Goodbye Solo. Drama. 2008. 91
minutos. Estados Unidos.
Com Souleymané
Sy Sayané, Red West, Diana Franco Galindo, Carmen Levya.
Direção de Ramin
Bahrani.
Primeiras
palavras.
Goodbye
Solo é um excelente filme que mexe, na medida certa, com as emoções do
espectador: é impossível ficar insensível quando está em jogo a decisão que
define o poder que alguém pode ter sobre a vida ou a morte. Goodbye
Solo é um filme independente americano que, além de fugir do padrão ‘independente’,
cultuado por muitos pelo simples fato de ser ‘independente’, trata de maneira
original, profunda e realista o desejo que algumas pessoas têm de morrer versus
a impotência frustrante daqueles que, por mais que o tentem, não podem ajudar a
aqueles que já desistiram da vida.
Goodbye
Solo é um drama, como poucas vezes é visto, que impressiona pelo seu
humanismo e seu realismo ao tratar de um tema tão complexo, sem cair na
armadilha do moralismo, do politicamente correto, daquela mensagem vaga e
previsível para ganhar a simpatia do público.
O suicídio é um
tema comum nas manchetes sensacionalistas dos jornais que provoca na
atualidade, graças à influência das redes sociais, uma onda de comentários
vazios, grotescos, sendo que a maioria deles se baseiam em ideias religiosas,
preconceitos moralistas, sem esquecer-se daqueles que se aproveitam dessa
difícil decisão das pessoas para fins políticos e egoístas de outra índole.
Goodbye Solo |
O suicídio não é
um tema fácil de tratar na sociedade ocidental que simplesmente o condena, mas
o filme de Ramin Bahrani, Goodbye Solo, é uma proposta
original, consistente e tocante sobre a decisão de morrer e não permitir a
interferência de ninguém sobre essa decisão. Com um roteiro original e sem
nenhum tipo de puritanismo, este filme nos surpreende com uma história
comovedora e misteriosa. Embora o ritmo do filme às vezes peque por um pouco de
lentidão, o espectador se vê seduzido por uma história na qual o sentido da
vida adquire um novo significado, tanto quanto o da morte.
A história
e as suas personagens.
Goodbye
Solo começa com a história já em andamento. Sem nenhum tipo de
introdução, nos primeiros segundos, os dois protagonistas principais terminam
um diálogo que não se sabe como se iniciou, mas que logo o espectador entende
do que se trata. Além disso, nessa primeira sequência do filme, já estão
definidos os traços, as características de William e Solo que vão criar um elo
paradoxo que norteará a dinâmica do filme.
Goodbye Solo: William |
William (Red West) é um homem que está
entre os sessenta e setenta anos de idade.
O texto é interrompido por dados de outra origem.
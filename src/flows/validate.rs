//! Session validation with cache, provider, and refresh fallbacks.
//!
//! [`SessionGateway::validate_session`] never fails: every error path ends in
//! [`SessionValidation::NotAuthenticated`] with the reason attached. The order of checks is
//! fixed. A cache hit answers without any remote call; a miss asks the provider who owns the
//! token; an expired token is refreshed once if the caller also presented a refresh token.

mod metrics;

pub use metrics::ValidationMetrics;

// self
use crate::{
	_prelude::*,
	auth::{CredentialPair, TokenSecret},
	flows::SessionGateway,
	obs::{self, FlowKind, FlowOutcome, FlowSpan, event},
	provider::ProviderErrorKind,
};

/// Token carriers presented by an inbound request (cookie values).
#[derive(Clone, Debug, Default, PartialEq, Eq)]
pub struct SessionCarriers {
	/// Access token carrier.
	pub access_token: Option<TokenSecret>,
	/// Refresh token carrier.
	pub refresh_token: Option<TokenSecret>,
}
impl SessionCarriers {
	/// Builds carriers from raw values; blank values count as absent.
	pub fn new(access_token: Option<&str>, refresh_token: Option<&str>) -> Self {
		fn present(value: Option<&str>) -> Option<TokenSecret> {
			value.map(str::trim).filter(|value| !value.is_empty()).map(TokenSecret::from)
		}

		Self { access_token: present(access_token), refresh_token: present(refresh_token) }
	}
}

/// What established an authenticated session.
#[derive(Clone, Copy, Debug, PartialEq, Eq)]
pub enum ValidationSource {
	/// The access token was found in the credentials cache.
	Cache,
	/// The provider confirmed the access token.
	Provider,
	/// The access token had expired and a refresh issued a new one.
	Refresh,
}

/// Why a session was not authenticated.
#[derive(Clone, Copy, Debug, PartialEq, Eq)]
pub enum NotAuthenticatedReason {
	/// No access token was presented.
	MissingCredentials,
	/// The provider rejected the access token.
	Rejected,
	/// The access token expired and no refresh token was presented.
	RefreshUnavailable,
	/// The access token expired and the refresh attempt failed.
	RefreshFailed,
	/// The provider kept throttling validation.
	Throttled,
}
impl NotAuthenticatedReason {
	/// Returns a stable label suitable for log fields.
	pub const fn as_str(self) -> &'static str {
		match self {
			NotAuthenticatedReason::MissingCredentials => "missing_credentials",
			NotAuthenticatedReason::Rejected => "rejected",
			NotAuthenticatedReason::RefreshUnavailable => "refresh_unavailable",
			NotAuthenticatedReason::RefreshFailed => "refresh_failed",
			NotAuthenticatedReason::Throttled => "throttled",
		}
	}
}

/// Outcome of [`SessionGateway::validate_session`].
#[derive(Clone, Debug, PartialEq, Eq)]
pub enum SessionValidation {
	/// The session is valid.
	Authenticated {
		/// How the session was established.
		source: ValidationSource,
		/// Credentials to re-issue to the client (set after a refresh).
		reissue: Option<CredentialPair>,
	},
	/// The session is not valid.
	NotAuthenticated(NotAuthenticatedReason),
}
impl SessionValidation {
	/// Returns true for authenticated sessions.
	pub fn is_authenticated(&self) -> bool {
		matches!(self, SessionValidation::Authenticated { .. })
	}

	/// Credentials the caller should hand back to the client, if any.
	pub fn reissue(&self) -> Option<&CredentialPair> {
		match self {
			SessionValidation::Authenticated { reissue, .. } => reissue.as_ref(),
			SessionValidation::NotAuthenticated(_) => None,
		}
	}
}

impl SessionGateway {
	/// Validates the session carried by an inbound request.
	pub async fn validate_session(&self, carriers: &SessionCarriers) -> SessionValidation {
		const KIND: FlowKind = FlowKind::Validate;

		let span = FlowSpan::new(KIND, "validate_session");

		obs::record_flow_outcome(KIND, FlowOutcome::Attempt);

		let validation = span
			.instrument(async {
				let Some(access_token) = &carriers.access_token else {
					return SessionValidation::NotAuthenticated(
						NotAuthenticatedReason::MissingCredentials,
					);
				};

				span.record_subject(&access_token.fingerprint());

				self.validate_access_token(access_token, carriers.refresh_token.as_ref()).await
			})
			.await;

		match &validation {
			SessionValidation::Authenticated { source, .. } => {
				match source {
					ValidationSource::Cache => self.validation_metrics.record_cache_hit(),
					ValidationSource::Provider =>
						self.validation_metrics.record_provider_validation(),
					ValidationSource::Refresh => self.validation_metrics.record_refresh(),
				}

				obs::record_flow_outcome(KIND, FlowOutcome::Success);
			},
			SessionValidation::NotAuthenticated(reason) => {
				self.validation_metrics.record_rejection();

				event!(debug, reason = reason.as_str(), "Session is not authenticated.");
				#[cfg(not(feature = "tracing"))]
				let _ = reason;

				obs::record_flow_outcome(KIND, FlowOutcome::Failure);
			},
		}

		validation
	}

	async fn validate_access_token(
		&self,
		access_token: &TokenSecret,
		refresh_token: Option<&TokenSecret>,
	) -> SessionValidation {
		if self.cache.check_token(access_token.expose()) {
			return SessionValidation::Authenticated {
				source: ValidationSource::Cache,
				reissue: None,
			};
		}

		let err = match self.get_user_with_retry(access_token).await {
			Ok(_) => {
				self.cache.add_token(access_token.expose());

				return SessionValidation::Authenticated {
					source: ValidationSource::Provider,
					reissue: None,
				};
			},
			Err(err) => err,
		};

		match err.kind {
			ProviderErrorKind::TokenExpired => {},
			ProviderErrorKind::RateLimited => {
				event!(warn, attempts = err.attempts, "Validation gave up after throttling.");

				return SessionValidation::NotAuthenticated(NotAuthenticatedReason::Throttled);
			},
			_ => {
				event!(warn, error = %err, "Provider rejected the access token.");

				return SessionValidation::NotAuthenticated(NotAuthenticatedReason::Rejected);
			},
		}

		let Some(refresh_token) = refresh_token else {
			return SessionValidation::NotAuthenticated(NotAuthenticatedReason::RefreshUnavailable);
		};

		match self.refresh_inner(refresh_token).await {
			Ok(pair) => SessionValidation::Authenticated {
				source: ValidationSource::Refresh,
				reissue: Some(pair),
			},
			Err(Error::RateLimited { .. }) =>
				SessionValidation::NotAuthenticated(NotAuthenticatedReason::Throttled),
			Err(e) => {
				obs::warn_failure("Refreshing an expired session failed.", &e);

				SessionValidation::NotAuthenticated(NotAuthenticatedReason::RefreshFailed)
			},
		}
	}
}

#[cfg(test)]
mod tests {
	// self
	use super::*;
	use crate::{
		_preludet::*,
		provider::{ProviderOperation, UserInfo},
	};

	fn carriers(access: &str, refresh: Option<&str>) -> SessionCarriers {
		SessionCarriers::new(Some(access), refresh)
	}

	#[test]
	fn blank_carriers_are_absent() {
		let carriers = SessionCarriers::new(Some("  "), Some(""));

		assert_eq!(carriers, SessionCarriers::default());
	}

	#[tokio::test]
	async fn missing_access_token_is_not_authenticated_without_calls() {
		let (gateway, provider, _) = build_scripted_gateway(8);
		let validation =
			gateway.validate_session(&SessionCarriers::new(None, Some("refresh-1"))).await;

		assert_eq!(
			validation,
			SessionValidation::NotAuthenticated(NotAuthenticatedReason::MissingCredentials)
		);
		assert!(provider.calls().is_empty());
	}

	#[tokio::test]
	async fn cached_token_skips_the_provider() {
		let (gateway, provider, cache) = build_scripted_gateway(8);

		cache.add_token("access-1");

		let validation = gateway.validate_session(&carriers("access-1", None)).await;

		assert_eq!(validation, SessionValidation::Authenticated {
			source: ValidationSource::Cache,
			reissue: None,
		});
		assert!(provider.calls().is_empty());
		assert_eq!(gateway.validation_metrics.cache_hits(), 1);
	}

	#[tokio::test]
	async fn provider_validation_populates_the_cache() {
		let (gateway, provider, cache) = build_scripted_gateway(8);

		provider.push_get_user(Ok(UserInfo::new("someone@example.com")));

		let first = gateway.validate_session(&carriers("access-1", None)).await;
		let second = gateway.validate_session(&carriers("access-1", None)).await;

		assert!(first.is_authenticated());
		assert!(second.is_authenticated());
		assert!(cache.check_token("access-1"));
		assert_eq!(provider.call_count(ProviderOperation::GetUser), 1);
		assert_eq!(gateway.validation_metrics.provider_validations(), 1);
		assert_eq!(gateway.validation_metrics.cache_hits(), 1);
	}

	#[tokio::test]
	async fn expired_token_is_refreshed_and_reissued() {
		let (gateway, provider, cache) = build_scripted_gateway(8);

		provider
			.push_get_user(Err(provider_error(
				ProviderOperation::GetUser,
				ProviderErrorKind::TokenExpired,
			)))
			.push_initiate(Ok(authenticated("access-2", None)));

		let validation = gateway.validate_session(&carriers("access-1", Some("refresh-1"))).await;

		assert_eq!(
			validation.reissue().map(|pair| pair.access_token.expose()),
			Some("access-2")
		);
		assert!(cache.check_token("access-2"));
		assert!(!cache.check_token("access-1"));
		assert_eq!(gateway.validation_metrics.refreshes(), 1);
	}

	#[tokio::test]
	async fn expired_token_without_refresh_token_is_not_authenticated() {
		let (gateway, provider, _) = build_scripted_gateway(8);

		provider.push_get_user(Err(provider_error(
			ProviderOperation::GetUser,
			ProviderErrorKind::TokenExpired,
		)));

		let validation = gateway.validate_session(&carriers("access-1", None)).await;

		assert_eq!(
			validation,
			SessionValidation::NotAuthenticated(NotAuthenticatedReason::RefreshUnavailable)
		);
		assert_eq!(provider.call_count(ProviderOperation::InitiateAuth), 0);
		assert_eq!(gateway.validation_metrics.rejections(), 1);
	}

	#[tokio::test]
	async fn failed_or_challenged_refresh_fails_closed() {
		let (gateway, provider, cache) = build_scripted_gateway(8);

		provider
			.push_get_user(Err(provider_error(
				ProviderOperation::GetUser,
				ProviderErrorKind::TokenExpired,
			)))
			.push_initiate(Ok(challenged("NEW_PASSWORD_REQUIRED", "sess-1")));

		let validation = gateway.validate_session(&carriers("access-1", Some("refresh-1"))).await;

		assert_eq!(
			validation,
			SessionValidation::NotAuthenticated(NotAuthenticatedReason::RefreshFailed)
		);
		assert!(cache.is_empty());
	}

	#[tokio::test]
	async fn rejected_and_throttled_tokens_fail_closed() {
		let (gateway, provider, _) = build_scripted_gateway(8);

		provider.push_get_user(Err(provider_error(
			ProviderOperation::GetUser,
			ProviderErrorKind::InvalidCredentials,
		)));

		for _ in 0..3 {
			provider.push_get_user(Err(provider_error(
				ProviderOperation::GetUser,
				ProviderErrorKind::RateLimited,
			)));
		}

		let rejected = gateway.validate_session(&carriers("forged", None)).await;
		let throttled = gateway.validate_session(&carriers("access-1", None)).await;

		assert_eq!(rejected, SessionValidation::NotAuthenticated(NotAuthenticatedReason::Rejected));
		assert_eq!(
			throttled,
			SessionValidation::NotAuthenticated(NotAuthenticatedReason::Throttled)
		);
		assert_eq!(provider.call_count(ProviderOperation::GetUser), 4);
	}
}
Ele está no taxi de Solo (Souléymane Sy Savané) e antes de
descer do carro, pede ao taxista que confirme se aceita a proposta que ele fez:
dentro de duas semanas o levará à montanha Blowing
Rock em uma corrida só de ida. A região é muita afastada e o pedido é
inaudito, por isso Solo percebe que alguma coisa séria está acontecendo com o
passageiro, até esse momento um ser humano totalmente desconhecido para o
taxista, e mais ainda quando ele oferece mil dólares pela viagem e, para
garantir o serviço na data combinada, paga-lhe cem dólares adiantados.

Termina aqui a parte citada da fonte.